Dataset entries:

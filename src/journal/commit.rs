//! Commit queue: assigns monotonic tx_ids and hands off sealed containers
//! to the apply worker.

use super::JournalContainer;
use std::collections::VecDeque;
use std::sync::atomic::{AtomicU64, Ordering};
use std::sync::{Condvar, Mutex};

#[derive(Default)]
struct Inner {
    queue: VecDeque<JournalContainer>,
}

pub struct CommitQueue {
    inner: Mutex<Inner>,
    cond: Condvar,
    next_tx_id: AtomicU64,
}

impl Default for CommitQueue {
    fn default() -> Self {
        Self { inner: Mutex::new(Inner::default()), cond: Condvar::new(), next_tx_id: AtomicU64::new(1) }
    }
}

impl CommitQueue {
    pub fn new() -> Self {
        Self::default()
    }

    /// Assigns `container` a fresh tx_id, appends it to the FIFO, and
    /// wakes the apply worker. Returns the assigned tx_id.
    pub fn commit(&self, mut container: JournalContainer) -> u64 {
        let tx_id = self.next_tx_id.fetch_add(1, Ordering::SeqCst);
        container.tx_id = tx_id;
        let mut inner = self.inner.lock().unwrap();
        inner.queue.push_back(container);
        self.cond.notify_all();
        tx_id
    }

    /// Blocks until a container is available, then pops and returns it.
    pub fn wait_pop(&self) -> JournalContainer {
        let mut inner = self.inner.lock().unwrap();
        loop {
            if let Some(c) = inner.queue.pop_front() {
                return c;
            }
            inner = self.cond.wait(inner).unwrap();
        }
    }

    /// Non-blocking pop, used by the apply worker's shutdown drain.
    pub fn try_pop(&self) -> Option<JournalContainer> {
        self.inner.lock().unwrap().queue.pop_front()
    }

    pub fn is_empty(&self) -> bool {
        self.inner.lock().unwrap().queue.is_empty()
    }
}

#[cfg(test)]
mod tests {
    use super::*;

    #[test]
    fn commit_assigns_monotonic_tx_ids() {
        let q = CommitQueue::new();
        let a = q.commit(JournalContainer::default());
        let b = q.commit(JournalContainer::default());
        assert!(b > a);
    }

    #[test]
    fn wait_pop_returns_in_fifo_order() {
        let q = CommitQueue::new();
        let a = q.commit(JournalContainer::default());
        let b = q.commit(JournalContainer::default());
        assert_eq!(q.wait_pop().tx_id, a);
        assert_eq!(q.wait_pop().tx_id, b);
    }
}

• _WHAT IS NEEDED_
Repeat the whole of the data above exactly, keeping every word.

• _SOLVED PROBLEM_
filename src/journal/commit.rs
//! Commit queue: assigns monotonic tx_ids and hands off sealed containers
//! to the apply worker.

use super::JournalContainer;
use std::collections::VecDeque;
use std::sync::atomic::{AtomicU64, Ordering};
use std::sync::{Condvar, Mutex};

#[derive(Default)]
struct Inner {
    queue: VecDeque<JournalContainer>,
}

pub struct CommitQueue {
    inner: Mutex<Inner>,
    cond: Condvar,
    next_tx_id: AtomicU64,
}

impl Default for CommitQueue {
    fn default() -> Self {
        Self { inner: Mutex::new(Inner::default()), cond: Condvar::new(), next_tx_id: AtomicU64::new(1) }
    }
}

impl CommitQueue {
    pub fn new() -> Self {
        Self::default()
    }

    /// Assigns `container` a fresh tx_id, appends it to the FIFO, and
    /// wakes the apply worker. Returns the assigned tx_id.
    pub fn commit(&self, mut container: JournalContainer) -> u64 {
        let tx_id = self.next_tx_id.fetch_add(1, Ordering::SeqCst);
        container.tx_id = tx_id;
        let mut inner = self.inner.lock().unwrap();
        inner.queue.push_back(container);
        self.cond.notify_all();
        tx_id
    }

    /// Blocks until a container is available, then pops and returns it.
    pub fn wait_pop(&self) -> JournalContainer {
        let mut inner = self.inner.lock().unwrap();
        loop {
            if let Some(c) = inner.queue.pop_front() {
                return c;
            }
            inner = self.cond.wait(inner).unwrap();
        }
    }

    /// Non-blocking pop, used by the apply worker's shutdown drain.
    pub fn try_pop(&self) -> Option<JournalContainer> {
        self.inner.lock().unwrap().queue.pop_front()
    }

    pub fn is_empty(&self) -> bool {
        self.inner.lock().unwrap().queue.is_empty()
    }
}

#[cfg(test)]
mod tests {
    use super::*;

    #[test]
    fn commit_assigns_monotonic_tx_ids() {
        let q = CommitQueue::new();
        let a = q.commit(JournalContainer::default());
        let b = q.commit(JournalContainer::default());
        assert!(b > a);
    }

    #[test]
    fn wait_pop_returns_in_fifo_order() {
        let q = CommitQueue::new();
        let a = q.commit(JournalContainer::default());
        let b = q.commit(JournalContainer::default());
        assert_eq!(q.wait_pop().tx_id, a);
        assert_eq!(q.wait_pop().tx_id, b);
    }
}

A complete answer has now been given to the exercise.